Sunday, January 31, 2010

The Power of Belief


"Though you have not seen him you love him; and even though you do not see him now, you believe in him and are filled with an inexpressible and glorious joy" (1 Peter 1:8).


You've heard someone say, "I believe you! I believe you!" And then, they walk away still somewhat doubting. I know I've done it...well, I do the same thing to God. I read His word, I tell Him I not only get it, understand, comprehend, but yes Lord, I believe..but upon walking away all my actions scream that although I desire to believe, I don't actually believe.

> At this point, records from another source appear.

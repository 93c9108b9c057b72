//! FX Conversion
//!
//! Resolves the rate for productCcy -> accountBaseCcy from the two-tier
//! cache: direct pair, then inverse pair, then triangulation through the
//! configured pivot currency. A stale leg taints the whole conversion so
//! valuation can surface a warning.

use crate::cache::TieredCache;
use crate::models::round_fx;
use rust_decimal::Decimal;
use std::sync::Arc;
use tracing::warn;

#[derive(Debug, Clone, Copy, PartialEq)]
pub struct FxRateUsed {
    pub rate: Decimal,
    pub stale: bool,
    pub triangulated: bool,
}

impl FxRateUsed {
    pub const IDENTITY: FxRateUsed = FxRateUsed {
        rate: Decimal::ONE,
        stale: false,
        triangulated: false,
    };
}

pub struct FxConverter {
    cache: Arc<TieredCache>,
    pivot: String,
}

impl FxConverter {
    pub fn new(cache: Arc<TieredCache>, pivot: String) -> Self {
        Self { cache, pivot }
    }

    /// Rate converting one unit of `from` into `to`.
    pub async fn rate(&self, from: &str, to: &str) -> Option<FxRateUsed> {
        if from == to {
            return Some(FxRateUsed::IDENTITY);
        }
        if let Some((rate, stale)) = self.leg(from, to).await {
            return Some(FxRateUsed {
                rate: round_fx(rate),
                stale,
                triangulated: false,
            });
        }
        // Triangulate through the pivot
        if from != self.pivot && to != self.pivot {
            let first = self.leg(from, &self.pivot).await?;
            let second = self.leg(&self.pivot, to).await?;
            return Some(FxRateUsed {
                rate: round_fx(first.0 * second.0),
                stale: first.1 || second.1,
                triangulated: true,
            });
        }
        None
    }

    /// Like `rate`, but a missing chain degrades to the identity rate with
    /// a warning so valuation can proceed in local currency.
    pub async fn rate_or_identity(&self, from: &str, to: &str) -> FxRateUsed {
        match self.rate(from, to).await {
            Some(rate) => rate,
            None => {
                metrics::counter!("fx_rate_missing_total", 1);
                warn!(from, to, "no FX chain available, using identity rate");
                FxRateUsed::IDENTITY
            }
        }
    }

    /// One hop: direct pair or inverted inverse pair.
    async fn leg(&self, from: &str, to: &str) -> Option<(Decimal, bool)> {
        if from == to {
            return Some((Decimal::ONE, false));
        }
        if let Some(lookup) = self.cache.get_fx(&format!("{from}/{to}")).await {
            return Some((lookup.entry.value, lookup.stale));
        }
        if let Some(lookup) = self.cache.get_fx(&format!("{to}/{from}")).await {
            if !lookup.entry.value.is_zero() {
                return Some((Decimal::ONE / lookup.entry.value, lookup.stale));
            }
        }
        None
    }
}
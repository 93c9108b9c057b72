//! Price Service
//!
//! Consumes market-data and FX ticks, resolves symbology, writes the
//! two-tier cache under the source-rank rule, marks the underlying rows
//! dirty for a throttled coalesced flush, and fans each accepted tick out
//! through the reverse index into per-account revaluations, conflated
//! before emission.
//!
//! Also keeps the reverse index and symbology fresh from position-change
//! events, which may arrive on the fabric, on the direct notification
//! channel, or both; duplicates are dropped on (account, type, ts).

use crate::cache::price_cache::CacheEntry;
use crate::cache::{ReverseIndex, SymbologyResolver, TieredCache};
use crate::clock::SharedClock;
use crate::config::Config;
use crate::errors::{PlatformError, Result};
use crate::fabric::{topics, Broker, Envelope};
use crate::models::{
    round_price, FxRateTick, PositionChangeEvent, PositionEventType, PriceTick, split_pair,
};
use crate::pricing::fx::FxConverter;
use crate::pricing::revaluation::{ConflationBuffer, RevaluationUpdate, SubscriptionHub};
use crate::resilience::{DependencyGuards, RetryPolicy};
use crate::shutdown::ShutdownSignal;
use crate::store::prices::{FxUpsert, PriceUpsert};
use crate::store::{PositionStore, PriceStore, RefDataStore};
use chrono::NaiveDate;
use parking_lot::Mutex;
use rust_decimal::Decimal;
use serde::Serialize;
use std::collections::{HashMap, HashSet};
use std::sync::atomic::{AtomicU64, Ordering};
use std::sync::Arc;
use tokio::sync::mpsc;
use tokio::task::JoinHandle;
use tracing::{debug, info, warn};

#[derive(Debug, Default)]
pub struct PricingStats {
    pub ticks_processed: AtomicU64,
    pub fx_ticks_processed: AtomicU64,
    pub unresolved_tickers: AtomicU64,
    pub revaluations_enqueued: AtomicU64,
    pub revaluations_emitted: AtomicU64,
    pub events_deduped: AtomicU64,
    pub index_syncs: AtomicU64,
}

#[derive(Debug, Clone, Serialize)]
pub struct PricingStatsSnapshot {
    pub ticks_processed: u64,
    pub fx_ticks_processed: u64,
    pub unresolved_tickers: u64,
    pub revaluations_enqueued: u64,
    pub revaluations_emitted: u64,
    pub events_deduped: u64,
    pub index_syncs: u64,
}

impl PricingStats {
    pub fn snapshot(&self) -> PricingStatsSnapshot {
        PricingStatsSnapshot {
            ticks_processed: self.ticks_processed.load(Ordering::Relaxed),
            fx_ticks_processed: self.fx_ticks_processed.load(Ordering::Relaxed),
            unresolved_tickers: self.unresolved_tickers.load(Ordering::Relaxed),
            revaluations_enqueued: self.revaluations_enqueued.load(Ordering::Relaxed),
            revaluations_emitted: self.revaluations_emitted.load(Ordering::Relaxed),
            events_deduped: self.events_deduped.load(Ordering::Relaxed),
            index_syncs: self.index_syncs.load(Ordering::Relaxed),
        }
    }
}

pub struct PriceService {
    cfg: Arc<Config>,
    clock: SharedClock,
    broker: Arc<Broker>,
    cache: Arc<TieredCache>,
    fx: Arc<FxConverter>,
    symbology: Arc<SymbologyResolver>,
    reverse_index: Arc<ReverseIndex>,
    positions: Arc<PositionStore>,
    refdata: Arc<RefDataStore>,
    price_store: Arc<PriceStore>,
    guards: Arc<DependencyGuards>,
    hub: Arc<SubscriptionHub>,
    conflation: ConflationBuffer,
    dirty_prices: Mutex<HashMap<(i64, NaiveDate), PriceUpsert>>,
    dirty_fx: Mutex<HashMap<(String, NaiveDate), FxUpsert>>,
    seen_events: Mutex<HashSet<(i64, PositionEventType, i64)>>,
    stats: PricingStats,
}
//! Snapshot Validation
//!
//! Per-row validation of upstream snapshots. A bad row is recorded and
//! skipped; the enclosing snapshot only fails when the rejected share
//! crosses the configured threshold.

use crate::errors::PlatformError;
use crate::models::{AccountSnapshot, SnapshotPosition};

#[derive(Debug)]
pub struct ValidationOutcome {
    pub valid: Vec<SnapshotPosition>,
    pub rejected: Vec<(usize, PlatformError)>,
}

impl ValidationOutcome {
    pub fn rejected_ratio(&self, total: usize) -> f64 {
        if total == 0 {
            0.0
        } else {
            self.rejected.len() as f64 / total as f64
        }
    }
}

pub fn is_valid_currency(code: &str) -> bool {
    code.len() == 3 && code.chars().all(|c| c.is_ascii_uppercase())
}

/// Validate the snapshot header. Header failures reject the whole snapshot.
pub fn validate_header(snapshot: &AccountSnapshot) -> Result<(), PlatformError> {
    if snapshot.account_id <= 0 {
        return Err(PlatformError::Validation {
            field: "account_id".into(),
            reason: format!("invalid id {}", snapshot.account_id),
        });
    }
    if !is_valid_currency(&snapshot.base_currency) {
        return Err(PlatformError::InvalidCurrency(snapshot.base_currency.clone()));
    }
    Ok(())
}

fn validate_row(row: &SnapshotPosition) -> Result<(), PlatformError> {
    if row.product_id <= 0 {
        return Err(PlatformError::Validation {
            field: "product_id".into(),
            reason: format!("invalid id {}", row.product_id),
        });
    }
    if row.ticker.trim().is_empty() {
        return Err(PlatformError::Validation {
            field: "ticker".into(),
            reason: "missing".into(),
        });
    }
    if !is_valid_currency(&row.issue_currency) {
        return Err(PlatformError::InvalidCurrency(row.issue_currency.clone()));
    }
    if row.quantity.is_zero() {
        return Err(PlatformError::Validation {
            field: "quantity".into(),
            reason: "zero quantity".into(),
        });
    }
    if row.price.is_zero() {
        return Err(PlatformError::ZeroPrice {
            product_id: row.product_id,
            source_name: "MSPM".into(),
        });
    }
    if row.price.is_sign_negative() {
        return Err(PlatformError::Validation {
            field: "price".into(),
            reason: format!("negative price {}", row.price),
        });
    }
    Ok(())
}

/// Validate every row; bad rows are collected, good rows pass through.
pub fn validate_rows(rows: &[SnapshotPosition]) -> ValidationOutcome {
    let mut valid = Vec::with_capacity(rows.len());
    let mut rejected = Vec::new();
    for (idx, row) in rows.iter().enumerate() {
        match validate_row(row) {
            Ok(()) => valid.push(row.clone()),
            Err(err) => {
                metrics::counter!("snapshot_rows_rejected_total", 1);
                rejected.push((idx, err));
            }
        }
    }
    ValidationOutcome { valid, rejected }
}

#[cfg(test)]
mod tests {
    use super::*;
    use crate::models::AssetClass;
    use rust_decimal_macros::dec;

    fn row(product_id: i64, qty: &str, price: &str) -> SnapshotPosition {
        SnapshotPosition {
            product_id,
            ticker: "AAPL".into(),
            asset_class: AssetClass::Equity,
            issue_currency: "USD".into(),
            quantity: qty.parse().unwrap(),
            txn_type: "PHYSICAL".into(),
            price: price.parse().unwrap(),
            external_ref_id: None,
        }
    }

    #[test]
    fn test_good_rows_pass() {
        let outcome = validate_rows(&[row(1, "100", "150.25"), row(2, "-50", "2800")]);
        assert_eq!(outcome.valid.len(), 2);
        assert!(outcome.rejected.is_empty());
    }

    #[test]
    fn test_zero_quantity_and_zero_price_rejected() {
        let outcome = validate_rows(&[
            row(1, "0", "150"),
            row(2, "10", "0"),
            row(3, "10", "150"),
        ]);
        assert_eq!(outcome.valid.len(), 1);
        assert_eq!(outcome.rejected.len(), 2);
        assert_eq!(outcome.rejected[0].1.code(), "VALIDATION_FAILED-201");
        assert_eq!(outcome.rejected[1].1.code(), "ZERO_PRICE_DETECTED-202");
    }

    #[test]
    fn test_invalid_currency_rejected() {
        let mut bad = row(1, "10", "150");
        bad.issue_currency = "EURO".into();
        let outcome = validate_rows(&[bad]);
        assert_eq!(outcome.rejected.len(), 1);
        assert_eq!(outcome.rejected[0].1.code(), "INVALID_CURRENCY-203");
    }

    #[test]
    fn test_rejected_ratio() {
        let outcome = validate_rows(&[row(1, "0", "1"), row(2, "1", "1")]);
        assert!((outcome.rejected_ratio(2) - 0.5).abs() < f64::EPSILON);
        assert_eq!(validate_rows(&[]).rejected_ratio(0), 0.0);
    }

    #[test]
    fn test_header_validation() {
        let snapshot = AccountSnapshot {
            account_id: 1001,
            client_id: 55,
            client_name: "Meridian AM".into(),
            fund_id: 10,
            fund_name: "Global Macro".into(),
            base_currency: "usd".into(),
            account_number: "ACC-1001".into(),
            account_type: "CUSTODY".into(),
            positions: vec![],
        };
        assert!(validate_header(&snapshot).is_err());
        let quantity_ok = dec!(1);
        assert!(!quantity_ok.is_zero());
    }
}
//! Reverse Index: product -> holding accounts
//!
//! Fans a single price tick out to the accounts that must be revalued.
//! Maintained incrementally on every position change and rebuilt wholesale
//! from the position store at startup. Eventually consistent: a tick racing
//! an index update may miss an account for at most one tick.

use parking_lot::RwLock;
use rust_decimal::Decimal;
use std::collections::{HashMap, HashSet};

#[derive(Default)]
pub struct ReverseIndex {
    by_product: RwLock<HashMap<i64, HashSet<i64>>>,
    by_account: RwLock<HashMap<i64, HashSet<i64>>>,
}

impl ReverseIndex {
    pub fn new() -> Self {
        Self::default()
    }

    /// Incremental maintenance: a zero quantity removes the holding.
    pub fn update_position(&self, account_id: i64, product_id: i64, quantity: Decimal) {
        if quantity.is_zero() {
            let mut by_product = self.by_product.write();
            if let Some(accounts) = by_product.get_mut(&product_id) {
                accounts.remove(&account_id);
                if accounts.is_empty() {
                    by_product.remove(&product_id);
                }
            }
            let mut by_account = self.by_account.write();
            if let Some(products) = by_account.get_mut(&account_id) {
                products.remove(&product_id);
                if products.is_empty() {
                    by_account.remove(&account_id);
                }
            }
        } else {
            self.by_product
                .write()
                .entry(product_id)
                .or_default()
                .insert(account_id);
            self.by_account
                .write()
                .entry(account_id)
                .or_default()
                .insert(product_id);
        }
    }

    /// Hot read path: one lookup per incoming tick.
    pub fn accounts_holding(&self, product_id: i64) -> Vec<i64> {
        self.by_product
            .read()
            .get(&product_id)
            .map(|s| s.iter().copied().collect())
            .unwrap_or_default()
    }

    /// Replace one account's holdings with the given product set, diffing
    /// against what the index previously knew.
    pub fn sync_account(&self, account_id: i64, products: HashSet<i64>) {
        let previous = self
            .by_account
            .read()
            .get(&account_id)
            .cloned()
            .unwrap_or_default();

        let mut by_product = self.by_product.write();
        for gone in previous.difference(&products) {
            if let Some(accounts) = by_product.get_mut(gone) {
                accounts.remove(&account_id);
                if accounts.is_empty() {
                    by_product.remove(gone);
                }
            }
        }
        for added in products.difference(&previous) {
            by_product.entry(*added).or_default().insert(account_id);
        }
        drop(by_product);

        let mut by_account = self.by_account.write();
        if products.is_empty() {
            by_account.remove(&account_id);
        } else {
            by_account.insert(account_id, products);
        }
    }

    /// Wholesale rebuild from (account, product) pairs.
    pub fn rebuild<I: IntoIterator<Item = (i64, i64)>>(&self, holdings: I) {
        let mut by_product: HashMap<i64, HashSet<i64>> = HashMap::new();
        let mut by_account: HashMap<i64, HashSet<i64>> = HashMap::new();
        for (account_id, product_id) in holdings {
            by_product.entry(product_id).or_default().insert(account_id);
            by_account.entry(account_id).or_default().insert(product_id);
        }
        *self.by_product.write() = by_product;
        *self.by_account.write() = by_account;
    }

    pub fn product_count(&self) -> usize {
        self.by_product.read().len()
    }
}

Believing that what He says is true and will happen for us is difficult, because we are in the hear and not seen generation, and unfortunately, we tend to need more and more proof.

I suppose we are not different than even those who walked beside Jesus because in John 13 it talks about that even after His triumphal entry and death on the cross there were those who still did not believe.

There where men who saw his miracles first hand, and still cried out, "Lord, help me overcome my unbelief!" Mark...

How is this possible friends? That we hear, feel, and sometimes see the works the of hands and the promises are that given to us and yet we still doubt.
I spent some time with the Lord today and He spoke to my quite frankly about my unbelief, and then as I opened my email and read my email devotional and it was all on unbelief, I really picked up and took notice. I told the Lord in that moment, "I believe that you are speaking to me, and believe what you are saying." Unfortunately it does seem to take signs on the wall for me to actually get the message. It's like I'm saying to the comedian, I hear the joke, and the punch line, but will you write it out and spell it out for me so that I can read it? Not only would the joke loose the humor, it would just be silly to ask for such a thing.

No, you read the word, hear is letters to your heart and then go on in belief knowing that what He said is true and will be.

It's not easy friends because when we are struggling with doubt and possible unbelief it is a constant battle of human will, human thoughts and desires against Godly plans. I say, Lord I believe that I am safe in my house and you will protect me against robbers breaking in, but just to be certain, in case God changes His mind, I got out and build a 2o ft wall around my entire home property. I know it sounds crazy friends but it's we do! We say, "God, do you need a little help making my dreams come true?" and if so, "here, I'll do this while I'm waiting for YOUR solution, I'll just try mine." Friends, (and I do speak to myself when I say this,) that that way of thinking is not only flawed, it shows our unbelief. To truly believe means to hand God our dreams, desires, and hopes and say, "help me overcome my unbelief..." Meanwhile, "taking captive every thought and making it obedient to Christ." Do you know what this means for me my friends? It means that every time one of those doubting thoughts enters my mind, I repeat that verse to myself and offer up my unbelief again, and again, and again. Eventually my prayer is that those times of having to repeat this verse becomes less and less because I just do it without even meaning to. Basically, second nature.

SO what is it today that God is asking you to take Him at His word on? Believe me friends, (and really believe me) when I say, your "stuff" is better off in His hands. It's safer, and more peaceful when you give it all to Him, because as long as we are partially holding onto our "stuff" He can't really work with it.

Will you join me today in this "taking captive every thought and making it obedient to Christ.." I know you'll be happy you did.

"Father! Help us overcome our unbelief!" Amen.